Но это были «холодные» точки, а настоящая богемная жизнь кипела в мастерских художников.
В начале 70-х «Выставка четырех» (Д. Арсенин, Евг. Рудов, К. Шихов, А. Павлов) наделала столько шума, что принесла им не только славу и шикарные мастерские по двести квадратных метров, но и приличные заработки за их монументальные мозаичные панно, которыми в ту пору стало модно оформлять не только интерьеры, но и фасады зданий. Расценки были такими бешеными, что художников, получавших эти подряды, стали звать «монументалистами-рецидивистами». В их мастерских, обставленных и украшенных в псевдорусском стиле привезенными из деревень самоварами, донцами прялок и коллекциями икон, ежедневно собирались богемные тусовки. На их огонек и стакан слетались не только поэты и художники, но и певцы, артисты, режиссеры и композиторы.
Я был знаком с подпольной, полуофициальной художественной жизнью Москвы, где мне приходилось ночевать в мастерских Льва Нусберга и Франсиско Инфанте. Вечерами у них собиралась московская богема: тогда еще молодые поэты Сапгир и Холин, художники Силис и Недбайло. То были не пьянки, а художественные презентации и споры, но с бутылочкой.
Культурная жизнь Горького 70-х годов, так же как и московская, наполовину протекала вечерами после концертов, спектаклей и выставок на кухнях квартир или в творческих мастерских. Мне трудно сейчас вспомнить эти точки, но навскидку могу сказать, что Юра Адрианов легко мог в те годы зайти к Мише Висилицкому и застать у него Яна Голанда, Леню Матусиса или Геру Демурова. Перейти улицу и в общежитии ВТО у Толи Альтшулера встретиться с философом Аликом Алешиным, физиком Сашей Литваком или профессором Леонидом Моисеевичем Фарбером, с которым я познакомился как раз у Анатолия Мироновича и который, узнав, что я окончил радиофак, сразу предложил поступать к нему в аспирантуру, выбрав прекрасную тему для кандидатской: «Категории пространства и времени в “Столбцах” Николая Заболоцкого».

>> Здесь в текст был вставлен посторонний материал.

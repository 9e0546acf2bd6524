//! JSON-lines output
//!
//! Every page becomes one line of JSON on the record stream. Emails are
//! replaced by their HMAC before serialization, so cleartext addresses never
//! reach the output.

use crate::config::SecretKey;
use crate::output::redact::hmac_hex;
use crate::output::traits::{OutputHandler, OutputResult, PageRecord};
use serde::Serialize;
use std::io::{self, Write};
use std::sync::Mutex;

/// Serialized form of a page record, absent fields omitted
#[derive(Debug, Serialize)]
struct RedactedRecord<'a> {
    url: &'a str,

    #[serde(skip_serializing_if = "Option::is_none")]
    title: Option<&'a str>,

    #[serde(skip_serializing_if = "Option::is_none")]
    email: Option<String>,
}

type SharedWriter = Mutex<Box<dyn Write + Send>>;

/// Output handler writing JSON lines to one stream and failures to another
pub struct JsonLinesOutput {
    key: SecretKey,
    records: SharedWriter,
    failures: SharedWriter,
}

impl JsonLinesOutput {
    /// Creates a handler writing records to stdout and failures to stderr
    pub fn stdio(key: SecretKey) -> Self {
        Self::new(key, Box::new(io::stdout()), Box::new(io::stderr()))
    }

    /// Creates a handler over arbitrary writers
    pub fn new(
        key: SecretKey,
        records: Box<dyn Write + Send>,
        failures: Box<dyn Write + Send>,
    ) -> Self {
        Self {
            key,
            records: Mutex::new(records),
            failures: Mutex::new(failures),
        }
    }

    /// Renders a record as a single JSON line (without the newline)
    pub fn render(&self, page: &PageRecord) -> OutputResult<String> {
        let redacted = RedactedRecord {
            url: &page.url,
            title: page.title.as_deref().filter(|t| !t.is_empty()),
            email: page
                .email
                .as_deref()
                .filter(|e| !e.is_empty())
                .map(|email| hmac_hex(&self.key, email)),
        };

        Ok(serde_json::to_string(&redacted)?)
    }
}

impl OutputHandler for JsonLinesOutput {
    fn record_page(&self, page: &PageRecord) -> OutputResult<()> {
        let line = self.render(page)?;
        write_line(&self.records, &line)
    }

    fn record_failure(&self, url: &str) -> OutputResult<()> {
        write_line(&self.failures, &format!("Http request failed for {}", url))
    }
}

fn write_line(writer: &SharedWriter, line: &str) -> OutputResult<()> {
    // A poisoned lock only means another writer panicked mid-line
    let mut writer = writer.lock().unwrap_or_else(|poisoned| poisoned.into_inner());
    writeln!(writer, "{}", line)?;
    writer.flush()?;
    Ok(())
}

Поднявшись этажом выше, к артистке Крыловой, можно было застать сидящими на полу, застеленном старым, зашарканным ковром, и попивающими из чайных чашек «Агдам» наших доморощенных диссидентов-сидельцев: Толателюка из Дзержинска, Илью Гитмана, Сашу Ковбасюка да чернокнижников Олега Крюкова и Натана Павловского. В мастерской Вали Любимова, что по соседству с автостанцией, балдели скульпторы Валера Мазуров, Виктор Бебенин да Юра Уваров, у художников Димы Арсенина и Лиды Воскресенской можно было застать баритона Правилова, драматическую звезду Наташу Мещерскую, графика Сашу Бутусова и молодого поэта Валеру Шамшурина с его милой супругой Тамарой.
Были еще почти клубные точки-тусовки: в комнате за сценой политеха у Бориса Абрамовича, «папы ТЭМПа», гужевались Шубин, Карпей, Адясов, Перфильев, Дубиновский; на телевидении – Гончарова и Шабарова, Близнецов и Красиков, Мараш и Цирульников; в «Ленинской смене» – Сережа Карасев и Валя Калинина, два Федорова и Рабков. И в любой из этих точек Юрий Адрианов был желанным и естественным гостем.
Среди круглосуточной нескончаемой богемной тусовки Адрианов, что удивительно, не был завсегдатаем и гостем ежедневным. Я сразу же понял, почему, – он был звездой. Уже тогда! ему претила безликость богемы. Он мог там появляться, и появлялся, но только чтобы сверкнуть. Хотя звездности своей талантливой натуры Юра еще не осознавал. Через несколько лет случилось то замечательное партсобрание, на котором Юра одному из членов писательской организации, читавшему ему нравоучительные нотации за непотребное поведение, высказал: «Это вы в армии были майором и делали замечания молоденьким лейтенантам, а среди литераторов я – полковник, а вы – всего лишь сержант!» В тот день все поняли: Адрианов осознал свою звездность.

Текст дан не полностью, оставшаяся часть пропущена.